The plan’s business-friendly city objective is undermined by too many of the plan’s other objectives. Proposals like one-stop-shops for consenting, and progress measures like reduced urban travel time and reduced frequency of water supply interruptions, are laudable. But the Strategy does not recognise Wellington’s rather high business ratings differential. Supporting smaller businesses to connect to the circular economy may be less helpful than ensuring businesses can afford to operate here in the first place.

Next, the Strategy suggests that Wellington become a centre of creativity and digital innovation. One proposed measure would have the council “advocate to central government for tax incentives” for films, and urges training to develop more film workers.
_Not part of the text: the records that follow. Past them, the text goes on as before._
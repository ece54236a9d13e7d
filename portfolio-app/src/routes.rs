use dioxus::prelude::*;
use dioxus_router::{Link, Outlet, Routable, Router};

use crate::about::AboutPage;
use crate::config::{use_runtime_config, RuntimeConfig};
use crate::contact::ContactPage;
use crate::footer::Footer;
use crate::home::HomePage;
use crate::nav::Navbar;
use crate::projects::ProjectsPage;
use crate::theme::{use_theme, use_theme_provider};

const FAVICON: Asset = asset!("/assets/favicon.svg");
const MAIN_CSS: Asset = asset!("/assets/main.css");

#[component]
pub fn App() -> Element {
    let theme = use_theme_provider();
    let config_resource = use_runtime_config();
    let config = match config_resource() {
        None => {
            return rsx! {
                document::Title { "Portfolio" }
                document::Link { rel: "stylesheet", href: MAIN_CSS }
                div { class: "page loading",
                    div { class: "loading-spinner" }
                }
            }
        }
        Some(Ok(config)) => config,
        Some(Err(message)) => {
            tracing::warn!(error = %message, "config: load failed, using defaults");
            RuntimeConfig::default()
        }
    };

    use_context_provider(|| config);
    let palette = theme.palette();
    let vars = palette.css_vars();

    rsx! {
        document::Link { rel: "icon", href: FAVICON }
        document::Link { rel: "stylesheet", href: MAIN_CSS }
        document::Meta { name: "theme-color", content: palette.main }
        div { class: "app-root", "data-theme": theme.get().name(), style: "{vars}",
            Router::<Route> {}
        }
    }
}

#[derive(Clone, Debug, PartialEq, Routable)]
#[rustfmt::skip]
pub enum Route {
    #[layout(Shell)]
        #[route("/")]
        Home {},
        #[route("/about")]
        About {},
        #[route("/projects")]
        Projects {},
        #[route("/contact")]
        Contact {},
    #[end_layout]
    #[route("/:..route")]
    NotFound { route: Vec<String> },
}

#[component]
fn Shell() -> Element {
    rsx! {
        Navbar {}
        main { class: "shell-main",
            Outlet::<Route> {}
        }
        Footer {}
    }
}

#[component]
fn Home() -> Element {
    rsx! { HomePage {} }
}

#[component]
fn About() -> Element {
    rsx! { AboutPage {} }
}

#[component]
fn Projects() -> Element {
    rsx! { ProjectsPage {} }
}

#[component]
fn Contact() -> Element {
    rsx! { ContactPage {} }
}

#[component]
fn NotFound(route: Vec<String>) -> Element {
    let path = route.join("/");
    let palette = use_theme().palette();
    rsx! {
        document::Title { "Not Found | Portfolio" }
        div { class: "page not-found",
            h1 { style: "color: {palette.main};", "404" }
            p { "Nothing lives at /{path}" }
            Link { to: Route::Home {}, class: "not-found-home", style: "border-color: {palette.main}; color: {palette.main};", "Back home" }
        }
    }
}
use anyhow::Result;
use async_trait::async_trait;
use lettre::{
    AsyncSmtpTransport, AsyncTransport, Tokio1Executor,
    message::{
        Mailbox, Message,
        header::{ContentType, Header, HeaderName, HeaderValue, MessageId},
    },
    transport::smtp::authentication::Credentials,
};
use std::fmt;

use crate::config::SmtpConfig;

/// A validated contact submission ready to be addressed to the site owner.
#[derive(Clone, Debug, PartialEq, Eq)]
pub struct ContactMail {
    pub request_id: String,
    pub sender_name: String,
    pub sender_email: String,
    pub subject: String,
    pub body: String,
}

#[derive(Debug, PartialEq, Eq)]
pub enum MailerError {
    Compose(String),
    Transport(String),
}

impl fmt::Display for MailerError {
    fn fmt(&self, f: &mut fmt::Formatter<'_>) -> fmt::Result {
        match self {
            MailerError::Compose(detail) => write!(f, "compose failed: {detail}"),
            MailerError::Transport(detail) => write!(f, "transport failed: {detail}"),
        }
    }
}

impl std::error::Error for MailerError {}

#[async_trait]
pub trait Mailer: Send + Sync {
    async fn deliver(&self, mail: ContactMail) -> Result<(), MailerError>;
}

#[derive(Clone)]
struct RequestIdHeader(String);

impl Header for RequestIdHeader {
    fn name() -> HeaderName {
        HeaderName::new_from_ascii_str("X-Contact-Request-Id")
    }

    fn parse(s: &str) -> Result<Self, Box<dyn std::error::Error + Send + Sync>> {
        Ok(Self(s.to_string()))
    }

    fn display(&self) -> HeaderValue {
        HeaderValue::new(Self::name(), self.0.clone())
    }
}

/// SMTP delivery through one transport built at startup.
pub struct SmtpMailer {
    transport: AsyncSmtpTransport<Tokio1Executor>,
    from: Mailbox,
    to: Mailbox,
}

impl SmtpMailer {
    pub fn new(config: &SmtpConfig) -> Result<Self> {
        let builder = if config.starttls {
            AsyncSmtpTransport::<Tokio1Executor>::starttls_relay(&config.host)?
        } else {
            AsyncSmtpTransport::<Tokio1Executor>::relay(&config.host)?
        };
        let transport = builder
            .port(config.port)
            .credentials(Credentials::new(
                config.username.clone(),
                config.password.clone(),
            ))
            .build();
        Ok(Self {
            transport,
            from: config.from_address.parse()?,
            to: config.to_address.parse()?,
        })
    }

    fn compose(&self, mail: ContactMail) -> Result<Message, MailerError> {
        let reply_to = Mailbox::new(
            Some(mail.sender_name.clone()),
            mail.sender_email
                .parse()
                .map_err(|err| MailerError::Compose(format!("reply-to: {err}")))?,
        );
        let message_id = MessageId::from(format!("<contact-{}@portfolio.local>", mail.request_id));
        Message::builder()
            .from(self.from.clone())
            .to(self.to.clone())
            .reply_to(reply_to)
            .subject(mail.subject)
            .header(message_id)
            .header(RequestIdHeader(mail.request_id))
            .header(ContentType::TEXT_PLAIN)
            .body(mail.body)
            .map_err(|err| MailerError::Compose(err.to_string()))
    }
}

#[async_trait]
impl Mailer for SmtpMailer {
    async fn deliver(&self, mail: ContactMail) -> Result<(), MailerError> {
        let message = self.compose(mail)?;
        self.transport
            .send(message)
            .await
            .map(|_| ())
            .map_err(|err| MailerError::Transport(err.to_string()))
    }
}

#[cfg(test)]
mod tests {
    use super::*;

    fn smtp_config() -> SmtpConfig {
        SmtpConfig {
            host: "smtp.example.com".to_string(),
            port: 587,
            username: "mailer@example.com".to_string(),
            password: "secret".to_string(),
            starttls: true,
            from_address: "Portfolio <mailer@example.com>".to_string(),
            to_address: "owner@example.com".to_string(),
        }
    }

    fn mail() -> ContactMail {
        ContactMail {
            request_id: "req-1".to_string(),
            sender_name: "Ada".to_string(),
            sender_email: "ada@example.com".to_string(),
            subject: "[Portfolio] Hello".to_string(),
            body: "Hi there".to_string(),
        }
    }

    #[tokio::test]
    async fn composed_message_carries_headers() {
        let mailer = SmtpMailer::new(&smtp_config()).unwrap();
        let message = mailer.compose(mail()).unwrap();
        let raw = String::from_utf8(message.formatted()).unwrap();
        assert!(raw.contains("Subject: [Portfolio] Hello"));
        assert!(raw.contains("Reply-To:"));
        assert!(raw.contains("<ada@example.com>"));
        assert!(raw.contains("X-Contact-Request-Id: req-1"));
    }

    #[tokio::test]
    async fn unparsable_addresses_fail_setup() {
        let mut config = smtp_config();
        config.to_address = "owner at example".to_string();
        assert!(SmtpMailer::new(&config).is_err());

        let mut config = smtp_config();
        config.from_address = "Portfolio <mailer@".to_string();
        assert!(SmtpMailer::new(&config).is_err());
    }

    #[tokio::test]
    async fn unparsable_sender_is_a_compose_error() {
        let mailer = SmtpMailer::new(&smtp_config()).unwrap();
        let mut broken = mail();
        broken.sender_email = "not an address".to_string();
        assert!(matches!(mailer.compose(broken), Err(MailerError::Compose(_))));
    }
}
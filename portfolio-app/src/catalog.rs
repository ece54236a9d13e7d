#[derive(Clone, Copy, Debug, PartialEq, Eq, Hash)]
pub enum Category {
    WebApp,
    DesktopApp,
}

impl Category {
    pub fn label(self) -> &'static str {
        match self {
            Category::WebApp => "Web App",
            Category::DesktopApp => "Desktop App",
        }
    }
}

#[derive(Clone, Copy, Debug, Default, PartialEq, Eq)]
pub enum CategoryFilter {
    #[default]
    All,
    Only(Category),
}

impl CategoryFilter {
    pub const CHOICES: [CategoryFilter; 3] = [
        CategoryFilter::All,
        CategoryFilter::Only(Category::WebApp),
        CategoryFilter::Only(Category::DesktopApp),
    ];

    pub fn label(self) -> &'static str {
        match self {
            CategoryFilter::All => "All",
            CategoryFilter::Only(category) => category.label(),
        }
    }

    pub fn matches(self, project: &Project) -> bool {
        match self {
            CategoryFilter::All => true,
            CategoryFilter::Only(category) => project.category == category,
        }
    }
}

#[derive(Clone, Debug, PartialEq)]
pub struct Project {
    pub title: &'static str,
    pub description: &'static str,
    pub tech: &'static [&'static str],
    pub image: &'static str,
    pub github: &'static str,
    pub demo: Option<&'static str>,
    pub category: Category,
}

const PROJECTS: &[Project] = &[
    Project {
        title: "Blood Bank Management System",
        description: "Java desktop application to manage blood donors, inventory, and reports.",
        tech: &["Java", "MySQL", "Swing"],
        image: "/BloodBank.png",
        github: "https://github.com/BenjaminKing0520/BloodBankSystem.git",
        demo: None,
        category: Category::DesktopApp,
    },
    Project {
        title: "Hakeem Art Academy Website",
        description: "Modern React website showcasing courses, events, and academy content.",
        tech: &["React", "Tailwind CSS"],
        image: "/HakeemArt.png",
        github: "https://github.com/BenjaminKing0520/Hakeem-Art-Academy.git",
        demo: Some("https://hakeem-art-academy.vercel.app/"),
        category: Category::WebApp,
    },
    Project {
        title: "Car Booking Web App",
        description: "Car rental and booking system using PHP and MySQL backend.",
        tech: &["HTML", "CSS", "PHP", "MySQL"],
        image: "/CarReant.png",
        github: "https://github.com/BenjaminKing0520/Ruzaik-rent-car.git",
        demo: None,
        category: Category::WebApp,
    },
];

pub fn all_projects() -> &'static [Project] {
    PROJECTS
}

pub fn filter_projects(catalog: &'static [Project], filter: CategoryFilter) -> Vec<&'static Project> {
    catalog.iter().filter(|project| filter.matches(project)).collect()
}

#[cfg(test)]
mod tests {
    use super::*;

    #[test]
    fn desktop_filter_yields_single_entry() {
        let desktop = filter_projects(all_projects(), CategoryFilter::Only(Category::DesktopApp));
        assert_eq!(desktop.len(), 1);
        assert_eq!(desktop[0].title, "Blood Bank Management System");
    }

    #[test]
    fn all_keeps_catalog_order() {
        let everything = filter_projects(all_projects(), CategoryFilter::All);
        let titles: Vec<_> = everything.iter().map(|project| project.title).collect();
        assert_eq!(
            titles,
            [
                "Blood Bank Management System",
                "Hakeem Art Academy Website",
                "Car Booking Web App",
            ]
        );
    }

    #[test]
    fn filter_labels_match_buttons() {
        let labels: Vec<_> = CategoryFilter::CHOICES.iter().map(|f| f.label()).collect();
        assert_eq!(labels, ["All", "Web App", "Desktop App"]);
    }
}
But international film companies play countries and regions against each other, setting an arms race in subsidies. An economic wellbeing strategy that depends on central government’s continued willingness to play that destructive subsidy game may not be the most sustainable sort of economic development.

Success measures for a more dynamic city centre are more encouraging: tracking city safety, business survival rates, and retail activity could help provide a signal about whether things are going well.

But a dynamic city heart and thriving suburban centres require that housing be affordable. The Strategy does note the importance of affordable housing, but only as one of dozens of outcomes – and some of those other outcomes will make it harder, rather than easier, to get more housing built.

Until Wellington is able to get things right in the core traditional areas of council responsibility, improving economic wellbeing is going to be a tough job.